I’ve always been drawn to the warmth of the Indonesian people and the richness and diversity of culture. The climate agrees with me very well also. Certainly, the more familiar the place gets, the more warmly welcomed you feel and more homely it becomes. I was first drawn there in the mid-80s for the already popular Bali holiday, and have been a visitor ever since. I remember hanging out with this guy from Perth who was commissioning locals to produce handmade embossed copper sheet artworks of America Cup yachts at the time. I was taken by his venture, and all the other local craft I had seen.
Soon you learn that all this cultural and ethnic craft in the art and antique shops around Legian and Ubud is rich to a particular part of the archipelago. So 20 years ago I set out to visit the craft producing villages, craft families and craftsmen in Nusa Tenggara, starting in Lombok. Like everywhere I suppose, you would still find plenty of merchants sitting on stockpiles of primitive themed craft, but for me being the visitor to the source was adding the extra intimacy to the craft process.
For a while, I was doing some batik shirts with Ketut Slo at Sama Sama in Ubud. She was still able to order the old Baliku style of batik which I’d aspired to re-create, and the results were great. However, I was just ordering shirts and seeing what came about, not really involved in the process which lacked a bit of substance for me. Everything changed whilst accompanying Kevin Murray to Central Java on the Dialog Batik trip a few years back, and also gaining the respect and understanding of the Sangam Project. After immersing ourselves in the batik process and the batik workshops in Semarang and Pekalongan, I was starting to get a liking to the smell of burning wax and wanted to experiment with it. So through being a visitor and some trial and error, I have been able to commission batik.

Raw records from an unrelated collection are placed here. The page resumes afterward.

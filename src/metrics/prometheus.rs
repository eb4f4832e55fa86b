//! Prometheus metrics definitions and HTTP server

use std::net::SocketAddr;

use http_body_util::Full;
use hyper::body::Bytes;
use hyper::header::{HeaderValue, CONTENT_TYPE};
use hyper::server::conn::http1;
use hyper::service::service_fn;
use hyper::{Request, Response, StatusCode};
use hyper_util::rt::TokioIo;
use prometheus::{
    register_counter, register_counter_vec, register_gauge, register_histogram, Counter,
    CounterVec, Encoder, Gauge, Histogram, TextEncoder, TEXT_FORMAT,
};
use tokio::net::TcpListener;
use tracing::{error, info};

lazy_static::lazy_static! {
    /// Total number of reconciliation passes
    pub static ref RECONCILIATIONS: Counter = register_counter!(
        "auto_import_reconciliations_total",
        "Total number of reconciliation passes"
    ).unwrap();

    /// Failed passes by error kind
    pub static ref RECONCILIATION_ERRORS: CounterVec = register_counter_vec!(
        "auto_import_reconciliation_errors_total",
        "Total number of failed reconciliation passes by error kind",
        &["kind"]
    ).unwrap();

    /// Pass duration histogram
    pub static ref RECONCILE_DURATION: Histogram = register_histogram!(
        "auto_import_reconcile_duration_seconds",
        "Duration of reconciliation passes in seconds",
        vec![0.05, 0.1, 0.25, 0.5, 1.0, 2.5, 5.0, 10.0, 30.0, 60.0]
    ).unwrap();

    /// Import attempts by outcome
    pub static ref IMPORT_ATTEMPTS: CounterVec = register_counter_vec!(
        "auto_import_attempts_total",
        "Total number of import attempts by outcome",
        &["outcome"]
    ).unwrap();

    /// Auto-import secrets removed, by why they were removed
    pub static ref CREDENTIALS_DELETED: CounterVec = register_counter_vec!(
        "auto_import_credentials_deleted_total",
        "Total number of auto-import secrets deleted by reason",
        &["reason"]
    ).unwrap();

    /// Operator health (1 = healthy, 0 = unhealthy)
    pub static ref OPERATOR_HEALTH: Gauge = register_gauge!(
        "auto_import_operator_health",
        "Operator health status (1 = healthy, 0 = unhealthy)"
    ).unwrap();
}

/// Start the metrics HTTP server
pub async fn serve(port: u16) -> anyhow::Result<()> {
    let addr = SocketAddr::from(([0, 0, 0, 0], port));
    let listener = TcpListener::bind(addr).await?;
    info!("Metrics server listening on {}", addr);

    OPERATOR_HEALTH.set(1.0);

    loop {
        let (stream, _) = listener.accept().await?;
        let io = TokioIo::new(stream);

        tokio::spawn(async move {
            if let Err(e) = http1::Builder::new()
                .serve_connection(io, service_fn(handle_request))
                .await
            {
                error!("Error serving connection: {}", e);
            }
        });
    }
}

async fn handle_request(
    req: Request<hyper::body::Incoming>,
) -> Result<Response<Full<Bytes>>, hyper::Error> {
    Ok(route(req.uri().path()))
}

fn route(path: &str) -> Response<Full<Bytes>> {
    match path {
        "/metrics" => metrics_response(),
        "/healthz" | "/health" | "/readyz" | "/ready" => {
            text_response(StatusCode::OK, Bytes::from_static(b"ok"))
        }
        _ => text_response(StatusCode::NOT_FOUND, Bytes::from_static(b"Not Found")),
    }
}

fn text_response(status: StatusCode, body: Bytes) -> Response<Full<Bytes>> {
    let mut response = Response::new(Full::new(body));
    *response.status_mut() = status;
    response
}

fn metrics_response() -> Response<Full<Bytes>> {
    let encoder = TextEncoder::new();
    let mut buffer = Vec::new();

    if let Err(e) = encoder.encode(&prometheus::gather(), &mut buffer) {
        error!("Failed to encode metrics: {}", e);
        return text_response(
            StatusCode::INTERNAL_SERVER_ERROR,
            Bytes::from_static(b"Failed to encode metrics"),
        );
    }

    let mut response = text_response(StatusCode::OK, Bytes::from(buffer));
    response
        .headers_mut()
        .insert(CONTENT_TYPE, HeaderValue::from_static(TEXT_FORMAT));
    response
}

#[cfg(test)]
mod tests {
    use super::*;

    #[test]
    fn health_endpoints_answer_ok() {
        for path in ["/healthz", "/readyz"] {
            assert_eq!(route(path).status(), StatusCode::OK);
        }
        assert_eq!(route("/nope").status(), StatusCode::NOT_FOUND);
    }

    #[test]
    fn metrics_endpoint_exposes_registered_collectors() {
        IMPORT_ATTEMPTS.with_label_values(&["succeeded"]).inc();

        let response = route("/metrics");
        assert_eq!(response.status(), StatusCode::OK);
        assert_eq!(response.headers()[CONTENT_TYPE], TEXT_FORMAT);
    }
}
//! Auto-import reconciler
//!
//! One pass for a cluster identity:
//! - Load the managed cluster, the auto-import secret and the import secret;
//!   if any is missing there is nothing to do
//! - Build a client for the remote cluster from the auto-import secret
//! - Apply the import manifest through it
//! - On success delete the auto-import secret, on failure spend one unit of
//!   its retry budget (deleting it once exhausted)
//! - Record the outcome as the `ImportSucceeded` condition on the cluster
//!
//! Write failures are collected rather than short-circuited and returned
//! together once every write has been attempted. A write that finds its
//! object gone counts as done.

use std::future::Future;

use chrono::Utc;
use tokio_util::sync::CancellationToken;
use tracing::{debug, info, instrument, warn};

use crate::budget::{self, BudgetAction};
use crate::conditions;
use crate::error::{ignore_not_found, Error, ErrorList, Result};
use crate::import::{ClientFactory, ImportExecutor};
use crate::metrics;
use crate::model::{BootstrapCredential, ClusterIdentity};
use crate::reconcilers::locks::IdentityLocks;
use crate::recorder::{
    AuditEvent, Recorder, REASON_RETRY_INVALID, REASON_RETRY_TO_IMPORT, REASON_SECRET_DELETED,
};
use crate::store::ResourceStore;

/// Result of a successful pass
#[derive(Clone, Copy, Debug, Default, PartialEq, Eq)]
pub struct ReconcileOutcome {
    /// Ask the dispatcher for another pass even though nothing failed
    pub requeue: bool,
}

impl ReconcileOutcome {
    /// Pass finished; any state change it made triggers the next delivery itself
    pub fn done() -> Self {
        Self { requeue: false }
    }
}

/// Reconciles the auto-import secret of one cluster at a time
pub struct AutoImportReconciler<S, F, E, R> {
    store: S,
    factory: F,
    executor: E,
    recorder: R,
    locks: IdentityLocks,
}

fn ensure_active(cancel: &CancellationToken) -> Result<()> {
    if cancel.is_cancelled() {
        return Err(Error::Cancelled);
    }
    Ok(())
}

async fn until_cancelled<T>(
    cancel: &CancellationToken,
    fut: impl Future<Output = Result<T>>,
) -> Result<T> {
    tokio::select! {
        biased;
        _ = cancel.cancelled() => Err(Error::Cancelled),
        result = fut => result,
    }
}

impl<S, F, E, R> AutoImportReconciler<S, F, E, R>
where
    S: ResourceStore,
    F: ClientFactory,
    E: ImportExecutor<Client = F::Client>,
    R: Recorder,
{
    pub fn new(store: S, factory: F, executor: E, recorder: R) -> Self {
        Self {
            store,
            factory,
            executor,
            recorder,
            locks: IdentityLocks::new(),
        }
    }

    pub fn store(&self) -> &S {
        &self.store
    }

    /// Run one reconciliation pass for `identity`
    #[instrument(skip(self, identity, cancel), fields(cluster = %identity))]
    pub async fn reconcile(
        &self,
        identity: &ClusterIdentity,
        cancel: &CancellationToken,
    ) -> Result<ReconcileOutcome> {
        let _guard =
            until_cancelled(cancel, async { Ok(self.locks.lock(identity).await) }).await?;
        ensure_active(cancel)?;

        let Some(mut cluster) = self.store.get_cluster(identity).await? else {
            debug!("Managed cluster not found, nothing to do");
            return Ok(ReconcileOutcome::done());
        };
        let Some(credential) = self.store.get_credential(identity).await? else {
            debug!("Auto-import secret not found, nothing to do");
            return Ok(ReconcileOutcome::done());
        };
        let Some(manifest) = self.store.get_manifest(identity).await? else {
            debug!("Import secret not generated yet, nothing to do");
            return Ok(ReconcileOutcome::done());
        };

        info!("Importing managed cluster");

        // A client failure is a connectivity fault, not a failed attempt: keep the budget.
        ensure_active(cancel)?;
        let client = until_cancelled(cancel, self.factory.from_credential(&credential)).await?;

        ensure_active(cancel)?;
        let attempt = until_cancelled(cancel, self.executor.apply(&client, &manifest)).await;

        let mut errors = ErrorList::new();
        let condition = match attempt {
            Ok(()) => {
                info!("Managed cluster imported");
                metrics::IMPORT_ATTEMPTS.with_label_values(&["succeeded"]).inc();

                ensure_active(cancel)?;
                errors.collect(ignore_not_found(self.delete_imported(&credential).await));
                conditions::import_succeeded(Utc::now())
            }
            Err(Error::Cancelled) => return Err(Error::Cancelled),
            Err(e) => {
                warn!(error = %e, "Import attempt failed");
                metrics::IMPORT_ATTEMPTS.with_label_values(&["failed"]).inc();

                ensure_active(cancel)?;
                errors.collect(ignore_not_found(self.on_import_failure(&credential).await));
                conditions::import_failed(identity, &e, Utc::now())
            }
        };

        // Keep what already failed visible alongside the cancellation
        if cancel.is_cancelled() {
            errors.push(Error::Cancelled);
            return errors.into_result().map(|()| ReconcileOutcome::done());
        }
        cluster.set_condition(condition);
        errors.collect(ignore_not_found(self.store.update_cluster_status(&cluster).await));

        errors.into_result().map(|()| ReconcileOutcome::done())
    }

    async fn delete_imported(&self, credential: &BootstrapCredential) -> Result<()> {
        self.store.delete_credential(credential).await?;

        metrics::CREDENTIALS_DELETED.with_label_values(&["imported"]).inc();
        self.recorder.event(
            &credential.identity,
            AuditEvent::normal(
                REASON_SECRET_DELETED,
                format!(
                    "The managed cluster {} is imported, delete its auto import secret",
                    credential.identity
                ),
            ),
        );
        Ok(())
    }

    /// Spend one unit of the retry budget, deleting the credential once exhausted
    async fn on_import_failure(&self, credential: &BootstrapCredential) -> Result<()> {
        let identity = &credential.identity;

        let action = match budget::on_failure(credential) {
            Ok(action) => action,
            Err(e) => {
                warn!(error = %e, "Retry counter is invalid, leaving auto-import secret untouched");
                self.recorder.event(
                    identity,
                    AuditEvent::warning(
                        REASON_RETRY_INVALID,
                        format!(
                            "The value of autoImportRetry is invalid in secret {}",
                            credential.key()
                        ),
                    ),
                );
                return Err(e);
            }
        };

        self.recorder.event(
            identity,
            AuditEvent::normal(
                REASON_RETRY_TO_IMPORT,
                format!("Retry to import cluster {}, {}", identity, action.charged()),
            ),
        );

        match action {
            BudgetAction::Decrement {
                credential: updated,
                ..
            } => {
                self.store.update_credential(&updated).await?;
                debug!("Retry budget decremented");
                Ok(())
            }
            BudgetAction::DeleteExhausted => {
                self.store.delete_credential(credential).await?;

                info!("Retry budget exhausted, auto-import secret deleted");
                metrics::CREDENTIALS_DELETED.with_label_values(&["exhausted"]).inc();
                self.recorder.event(
                    identity,
                    AuditEvent::normal(
                        REASON_SECRET_DELETED,
                        format!(
                            "Exceed the retry times, delete the auto import secret {}",
                            credential.key()
                        ),
                    ),
                );
                Ok(())
            }
        }
    }
}
//! Import collaborators: building a client for the remote cluster and
//! applying the import manifest through it

mod apply;
mod client;

pub use apply::*;
pub use client::*;

use async_trait::async_trait;

use crate::error::Result;
use crate::model::{BootstrapCredential, ImportManifest};

/// Builds a client for the remote cluster from the bootstrap credential
#[async_trait]
pub trait ClientFactory: Send + Sync {
    type Client: Send + Sync;

    /// Fails with [`crate::Error::Connectivity`] when the credential cannot produce a client
    async fn from_credential(&self, credential: &BootstrapCredential) -> Result<Self::Client>;
}

/// Applies an import manifest to the remote cluster
#[async_trait]
pub trait ImportExecutor: Send + Sync {
    type Client: Send + Sync;

    /// Fails with [`crate::Error::Import`] when the remote cluster rejects the manifest
    async fn apply(&self, client: &Self::Client, manifest: &ImportManifest) -> Result<()>;
}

Made is the name of the founder of ASA Batik (pronounced Mar Day). ASA Batik is a workshop I was introduced to by Zahir Widadi, who was our fine host on the Sangam trip and the director of batik at the local University in Pekalongan. I owe it to him for sharing my vision and recommending I go visit. I met with Made Wiasa, the founder of the workshop and originally from Bali. He had moved up to the north coast of Java and decided to stay. We had a nostalgic chat about Bali and he showed me around. They had been doing some export to the U.S. many years earlier and they had an interesting array of less traditional type copper stamps (caps) because of this era. Unless you commission a particular design cap to be produced for you, it’s going to get pretty daunting trying to find something in the absolute abundance of existing designs. The cap is the masterpiece within the batik process and batik workshops are their gallery. So my idea was to dust a few down, get some copper shine back into them, then bring them back to life onto some shirts for the Aussie patrons back home.
Is it worth noting that the Javanese are Muslim, and so have fewer distractions? They have no God imagery as such, nor do they have all the ornate decoration and ceremony of the Hindu Balinese.
It’s like the Balinese are the designer/artists, and the Javanese produce it by hand with an artistry of accuracy in their design, almost machine like. It’s the mathematical way of Islam that has everything so well measured. Like mosaicking a mosque. Or repetitively hand carving lava stone statues all identical. Without these measured formulas, I would have struggled to create the foundation for elephant shark. Because I’m so full of distraction myself.
I certainly wanted to do something that would bring about some results from our original trip. Something that really mattered was the Sangam Code of Practice for the project: the foreign designer working with artisan, with traditional craft techniques for a broader market, and the ethical way of going about it. Knowing I had a few platforms back home to make it sustainable and see how it would be received, inspired me to put it out there and have a go.
The production process
To arrange an order with Made I first needed to find out the minimum quantity of each design he required and agree to a price on that quantity.
I call this the “sample quantity”, just because I wasn’t hanging around to oversee the whole production process, and so the result once I received it in Melbourne some months later was still largely experimental. Ten pieces of each were agreed over a breakdown on sizes. Finally, a deposit is essential to get the ball rolling in Indonesia. I’ve always been a believer of having to wear the cost of samples, especially if they don’t lead to an order for the artisan.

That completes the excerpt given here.